Albrecht Ackerland über Schulden

„Da schau her“

Eigentlich wäre es ganz einfach: Wird plötzlich klar, dass eines meiner Kinder Schulden hat, richtig hohe Schulden, dann würde ich mich heimlich freuen, weil nun endlich mein Auto ohne Murren gewaschen und das Altglas fast wie von selbst entsorgt wird, meine Schuhe immer poliert sind – und ich nicht mehr fürs Sonntags-Frühstück aufstehen muss. Ich würde ihm – einmalig, versteht sich! – die Schulden zahlen, das aber minutiös abarbeiten lassen. Der Ackerland macht sich’s einfach, denken Sie jetzt? Ja, richtig.

Denn: Ich habe kein Kind, mein Auto muss sowieso nicht sauber sein, ich trinke vornehmlich aus Pfandflaschen, trage meist Turnschuhe, die sich gar nicht polieren lassen. Und am Sonntag frühstücke ich grundsätzlich nicht, ich esse zu Mittag, frühestens.

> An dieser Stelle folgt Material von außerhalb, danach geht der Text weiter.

//! The one-byte frame marker.
//!
//! Every frame starts with a marker byte that tells payload fragments apart
//! from in-band control traffic:
//!
//! ```text
//!   7   6   5   4   3   2   1   0
//! +-------+---+---+---------------+
//! | kind  | F | L |   sequence    |   DATA  (F = first, L = last)
//! +-------+---+---+---------------+
//! | kind  | 0 | 0 |   sequence    |   ACK / FIN
//! +-------+---+---+---------------+
//! | kind  | 0   0   0   0   0   0 |   NACK
//! +-------+-----------------------+
//! ```

use bitflags::bitflags;
use serde::{Deserialize, Serialize};

/// Length of the marker in front of every payload fragment
pub const DATA_HEADER_LEN: usize = 1;

/// Length of an ACK, NACK or FIN frame
pub const CONTROL_FRAME_LEN: usize = 2;

/// Smallest capacity a transfer can run on: one payload byte per fragment,
/// and room for a control frame
pub const MIN_FRAME_CAPACITY: usize = 2;

/// Number of distinct sequence values carried on the wire
pub const SEQ_MODULUS: u32 = 16;

/// Largest window a sender may use without sequence aliasing
pub const MAX_WINDOW: u8 = (SEQ_MODULUS / 2) as u8;

const KIND_SHIFT: u8 = 6;
const SEQ_MASK: u8 = 0x0F;

/// Frame kinds carried in the two top marker bits
#[repr(u8)]
#[derive(Debug, Clone, Copy, PartialEq, Eq, Hash, Serialize, Deserialize)]
pub enum FrameKind {
    /// Payload fragment
    Data = 0b00,
    /// Cumulative acknowledgment
    Ack = 0b01,
    /// Transfer rejected
    Nack = 0b10,
    /// End of stream
    Fin = 0b11,
}

impl FrameKind {
    /// Extract the kind from a marker byte
    pub fn of(marker: u8) -> Self {
        match marker >> KIND_SHIFT {
            0b00 => FrameKind::Data,
            0b01 => FrameKind::Ack,
            0b10 => FrameKind::Nack,
            _ => FrameKind::Fin,
        }
    }
}

bitflags! {
    /// Fragment position flags of a DATA marker
    #[derive(Debug, Clone, Copy, PartialEq, Eq, Hash, Serialize, Deserialize)]
    pub struct MarkerFlags: u8 {
        /// First fragment of the stream
        const FIRST = 1 << 5;
        /// Last fragment of the stream
        const LAST = 1 << 4;
    }
}

/// Reason codes carried by NACK frames
#[repr(u8)]
#[derive(Debug, Clone, Copy, PartialEq, Eq, Hash, Serialize, Deserialize)]
pub enum NackCode {
    /// No transfer is active on this endpoint
    Idle = 1,
    /// Frame outside the expected sequence
    OutOfSequence = 2,
    /// Transfer aborted by the receiving side
    Aborted = 3,
    /// Receiver ran out of room for the payload
    Overflow = 4,
}

impl TryFrom<u8> for NackCode {
    type Error = crate::WireError;

    fn try_from(value: u8) -> Result<Self, Self::Error> {
        match value {
            1 => Ok(NackCode::Idle),
            2 => Ok(NackCode::OutOfSequence),
            3 => Ok(NackCode::Aborted),
            4 => Ok(NackCode::Overflow),
            _ => Err(crate::WireError::Code(value)),
        }
    }
}

/// Reason codes carried by FIN frames
#[repr(u8)]
#[derive(Debug, Clone, Copy, PartialEq, Eq, Hash, Serialize, Deserialize)]
pub enum FinCode {
    /// Stream ended normally
    Ok = 0,
    /// Sender gave up; discard what was received
    Aborted = 1,
}

impl TryFrom<u8> for FinCode {
    type Error = crate::WireError;

    fn try_from(value: u8) -> Result<Self, Self::Error> {
        match value {
            0 => Ok(FinCode::Ok),
            1 => Ok(FinCode::Aborted),
            _ => Err(crate::WireError::Code(value)),
        }
    }
}

/// Build a marker byte from its parts
pub fn marker(kind: FrameKind, flags: MarkerFlags, seq: u32) -> u8 {
    ((kind as u8) << KIND_SHIFT) | flags.bits() | wire_seq(seq)
}

/// Sequence bits of a marker byte
pub fn marker_seq(marker: u8) -> u8 {
    marker & SEQ_MASK
}

/// Reduce a monotonic sequence counter to its on-wire value
pub fn wire_seq(seq: u32) -> u8 {
    (seq % SEQ_MODULUS) as u8
}

/// Distance from `from` to `to` in on-wire sequence space
pub fn seq_distance(from: u8, to: u8) -> u8 {
    to.wrapping_sub(from) & SEQ_MASK
}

Noch einfacher aber könnte ich es mir machen, wenn ich sagte: Meine Kinder hätten keine Schulden, weil sie schon früh gelernt hätten, dass man nur sehr wenige Dinge zum Leben braucht. Die Dinge, die man haben muss, weil es einem irgendwer glauben gemacht hat, dass sie lebensnotwendig sind, darf man schön finden und auch haben – aber nur, wenn es der Geldbeutel hergibt. Schwierig wird’s aber bei Telefonaten: Ist ein dreistündiges Telefonat mit der Neuen aus der Parallelklasse lebensnotwendig? Aber ja! Was aber, wenn das Telefonat ein tägliches ist, und die Handyrechnung am Ende des Monats einen Betrag fordert, der fast so viele Euro umfasst wie dieser Text Buchstaben hat?

Das sind die Momente, in denen ich froh bin, mich mit derartigen Problemen nicht herumschlagen zu müssen. Allerdings würde ich es dann doch gerne müssen, denn Kompliziertes ist schließlich immer reizvoll: Wie bringt man einem Kind bei, dass wir ein tolles Wirtschaftssystem haben, das gleichzeitig aber auch jeden Menschen recht schnell ins Unglück treiben kann? Ist Schuldenmachen nicht normal, sogar hilfreich, um weiterzukommen? Sind Werbung und eigentlich überflüssige Produkte nicht auch eine enorme Bereicherung für unser Leben?

Was die dreistündigen Telefonate betrifft, so würde ich jedenfalls raten, die Hübsche lieber öfter zu treffen, gerne auch mehr als drei Stunden. Dann nämlich hätte ich endlich wieder Zeit, in die Boazn ums Eck zu gehen und mir die schauerlichen Geschichten am Tresen anzuhören, die von Schuldenbergen und Schicksalsschlägen und viel zu großen Fernsehern, die viel zu teuer waren, handeln. Ich würde drei Weißbier trinken, hätte aber mein Portemonnaie vergessen und müsste anschreiben lassen. Zum Glück bin ich kein Jugendlicher mehr, der Weg in die Schuldenfalle wäre mir sicher.